He
had never thought the latter good-looking until he saw him step to the
door to take Miss Sherwood's hand and say in a strange, low, tense voice,
"Good-morning," as if he were announcing, at the least: "Every one in the
world except us two, died last night. It is a solemn thing, but I am very
happy."
They walked, Minnie and Mr. Willetts a little distance in front of the
others. Harkless could not have told, afterward, whether they rode, or
walked, or floated on an air-ship to the court-house.

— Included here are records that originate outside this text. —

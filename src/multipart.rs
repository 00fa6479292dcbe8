// src/multipart.rs
//! Reads the single `file` field of a multipart upload.

use actix_multipart::Multipart;
use futures_util::stream::StreamExt;
use tracing::warn;

use crate::errors::ApiError;

pub const FILE_FIELD: &str = "file";

#[derive(Debug, Clone)]
pub struct Upload {
    pub filename: String,
    pub data: Vec<u8>,
}

impl Upload {
    pub fn len(&self) -> usize {
        self.data.len()
    }
}

fn malformed(err: actix_multipart::MultipartError) -> ApiError {
    warn!(error = %err, "Malformed multipart body");
    ApiError::ValidationError("Malformed multipart body".into())
}

/// Stream the `file` field into memory.
///
/// `check_name` sees the part's filename before any body bytes are read and
/// returns the name to keep. With `limit` set, reading stops with
/// [`ApiError::PayloadTooLarge`] as soon as the body grows past it. Other
/// fields are drained and ignored.
pub async fn read_upload<F>(
    payload: &mut Multipart,
    limit: Option<usize>,
    check_name: F,
) -> Result<Upload, ApiError>
where
    F: FnOnce(Option<&str>) -> Result<String, ApiError>,
{
    let mut check_name = Some(check_name);

    while let Some(item) = payload.next().await {
        let mut field = item.map_err(malformed)?;

        let (name, filename) = match field.content_disposition() {
            Some(cd) => (
                cd.get_name().map(str::to_string),
                cd.get_filename().map(str::to_string),
            ),
            None => (None, None),
        };

        if name.as_deref() != Some(FILE_FIELD) {
            while let Some(chunk) = field.next().await {
                chunk.map_err(malformed)?;
            }
            continue;
        }

        let check = match check_name.take() {
            Some(check) => check,
            // Only the first `file` part counts.
            None => continue,
        };
        let filename = check(filename.as_deref())?;

        let mut data = Vec::new();
        while let Some(chunk) = field.next().await {
            let bytes = chunk.map_err(malformed)?;
            if let Some(max_bytes) = limit {
                if data.len() + bytes.len() > max_bytes {
                    return Err(ApiError::PayloadTooLarge { max_bytes });
                }
            }
            data.extend_from_slice(&bytes);
        }

        return Ok(Upload {
            filename,
            data,
        });
    }

    Err(ApiError::ValidationError("No file provided".into()))
}
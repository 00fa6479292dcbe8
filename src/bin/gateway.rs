use research_copilot::api::gateway::start_gateway_server;
use research_copilot::config::GatewayConfig;
use research_copilot::monitoring::{self, metrics, MonitoringConfig};
use tracing::{error, info, warn};

#[actix_web::main]
async fn main() -> std::io::Result<()> {
    dotenvy::dotenv().ok();

    let monitoring_config = MonitoringConfig::from_env();
    let _log_guard = monitoring::init_tracing(&monitoring_config, "gateway.log")?;
    metrics::init();

    let config = match GatewayConfig::from_env() {
        Ok(config) => config,
        Err(e) => {
            error!(error = %e, "invalid gateway configuration");
            return Err(std::io::Error::new(std::io::ErrorKind::InvalidInput, e.to_string()));
        }
    };

    if config.uses_default_api_key() {
        warn!(
            header = %config.api_key_header,
            "API_KEY is not set; using the development default key"
        );
    }

    info!(addr = %config.bind_addr(), "gateway listening");
    start_gateway_server(config)?.await
}
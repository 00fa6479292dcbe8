//! Fixed-window text chunker with overlap.
//!
//! Text is cut into windows of `chunk_size` characters. Each window starts
//! `chunk_size - overlap` characters (the stride) after the previous one, and
//! slicing continues while the window start is still inside the text. Lengths
//! are counted in Unicode scalar values (`char`), and `char_count` on a
//! [`Chunk`] uses the same unit.
//!
//! Because the loop only stops once the start passes the end of the text, a
//! text whose length lies in `stride + 1 ..= chunk_size` produces a trailing
//! chunk holding its last `len - stride` characters. Text of exactly
//! `chunk_size` characters therefore yields two chunks. Downstream consumers
//! and persisted `total_chunks` values depend on this, so keep it.

use serde::{Deserialize, Serialize};
use thiserror::Error;

pub const DEFAULT_CHUNK_SIZE: usize = 1000;
pub const DEFAULT_CHUNK_OVERLAP: usize = 100;

#[derive(Debug, Error, PartialEq, Eq)]
pub enum ChunkError {
    #[error("invalid argument: {0}")]
    InvalidArgument(String),
}

/// One window of the source text.
#[derive(Debug, Clone, PartialEq, Eq, Serialize, Deserialize)]
pub struct Chunk {
    pub chunk_id: usize,
    pub text: String,
    pub char_count: usize,
}

#[derive(Debug, Clone, Copy, PartialEq, Eq)]
pub struct Chunker {
    chunk_size: usize,
    overlap: usize,
}

impl Chunker {
    /// Fails with [`ChunkError::InvalidArgument`] unless `0 <= overlap < chunk_size`.
    pub fn new(chunk_size: usize, overlap: usize) -> Result<Self, ChunkError> {
        if chunk_size == 0 {
            return Err(ChunkError::InvalidArgument(
                "chunk_size must be greater than 0".into(),
            ));
        }
        if overlap >= chunk_size {
            return Err(ChunkError::InvalidArgument(format!(
                "overlap ({}) must be smaller than chunk_size ({})",
                overlap, chunk_size
            )));
        }
        Ok(Self {
            chunk_size,
            overlap,
        })
    }

    pub fn chunk_size(&self) -> usize {
        self.chunk_size
    }

    pub fn overlap(&self) -> usize {
        self.overlap
    }

    pub fn stride(&self) -> usize {
        self.chunk_size - self.overlap
    }

    /// Split `text` into ordered windows. Empty text gives no windows.
    pub fn split<'a>(&self, text: &'a str) -> Vec<&'a str> {
        if text.is_empty() {
            return Vec::new();
        }

        // Byte offset of every char boundary, including the end of the text.
        let bounds: Vec<usize> = text
            .char_indices()
            .map(|(i, _)| i)
            .chain(std::iter::once(text.len()))
            .collect();
        let len = bounds.len() - 1;

        let mut windows = Vec::with_capacity(len / self.stride() + 1);
        let mut start = 0;
        while start < len {
            let end = (start + self.chunk_size).min(len);
            windows.push(&text[bounds[start]..bounds[end]]);
            start += self.stride();
        }
        windows
    }

    /// Split `text` and annotate each window with its ordinal and length.
    pub fn chunks(&self, text: &str) -> Vec<Chunk> {
        self.split(text)
            .into_iter()
            .enumerate()
            .map(|(chunk_id, window)| Chunk {
                chunk_id,
                text: window.to_string(),
                char_count: window.chars().count(),
            })
            .collect()
    }

    /// Rebuild the source text from the output of [`Chunker::split`]:
    /// the first `stride` chars of every chunk but the last, then the last chunk whole.
    pub fn reassemble<S: AsRef<str>>(&self, chunks: &[S]) -> String {
        let mut out = String::new();
        if let Some((last, rest)) = chunks.split_last() {
            for chunk in rest {
                out.extend(chunk.as_ref().chars().take(self.stride()));
            }
            out.push_str(last.as_ref());
        }
        out
    }
}

impl Default for Chunker {
    fn default() -> Self {
        Self {
            chunk_size: DEFAULT_CHUNK_SIZE,
            overlap: DEFAULT_CHUNK_OVERLAP,
        }
    }
}

/// Free-function form of [`Chunker::split`] returning owned strings.
pub fn chunk_text(text: &str, chunk_size: usize, overlap: usize) -> Result<Vec<String>, ChunkError> {
    let chunker = Chunker::new(chunk_size, overlap)?;
    Ok(chunker.split(text).into_iter().map(str::to_string).collect())
}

All he knew
distinctly was that a divinity in a pink shirt waist, and a hat that was
woven of gauzy cloud by mocking fairies to make him stoop hideously to see
under it, dwelt for the time on earth and was at his side, dazzling him in
the morning sunshine. Last night the moon had lent her a silvery glamour;
she had something of the ethereal whiteness of night-dews in that watery
light, a nymph to laugh from a sparkling fountain, at the moon or, as he
thought, remembering her courtesy for his pretty speech, perhaps a little
lady of King Louis's court, wandering down the years from Fontainebleau
and appearing to clumsy mortals sometimes, of a June night when the moon
was in their heads.
But to-day she was of the clearest color, a pretty girl, whose gray eyes
twinkled to his in gay companionship. He marked how the sunshine was spun
into the fair shadows of her hair and seemed itself to catch a lustre,
rather than to impart it, and the light of the June day drifted through
the gauzy hat, touching her face with a delicate and tender flush that
came and went like the vibrating pink of early dawn.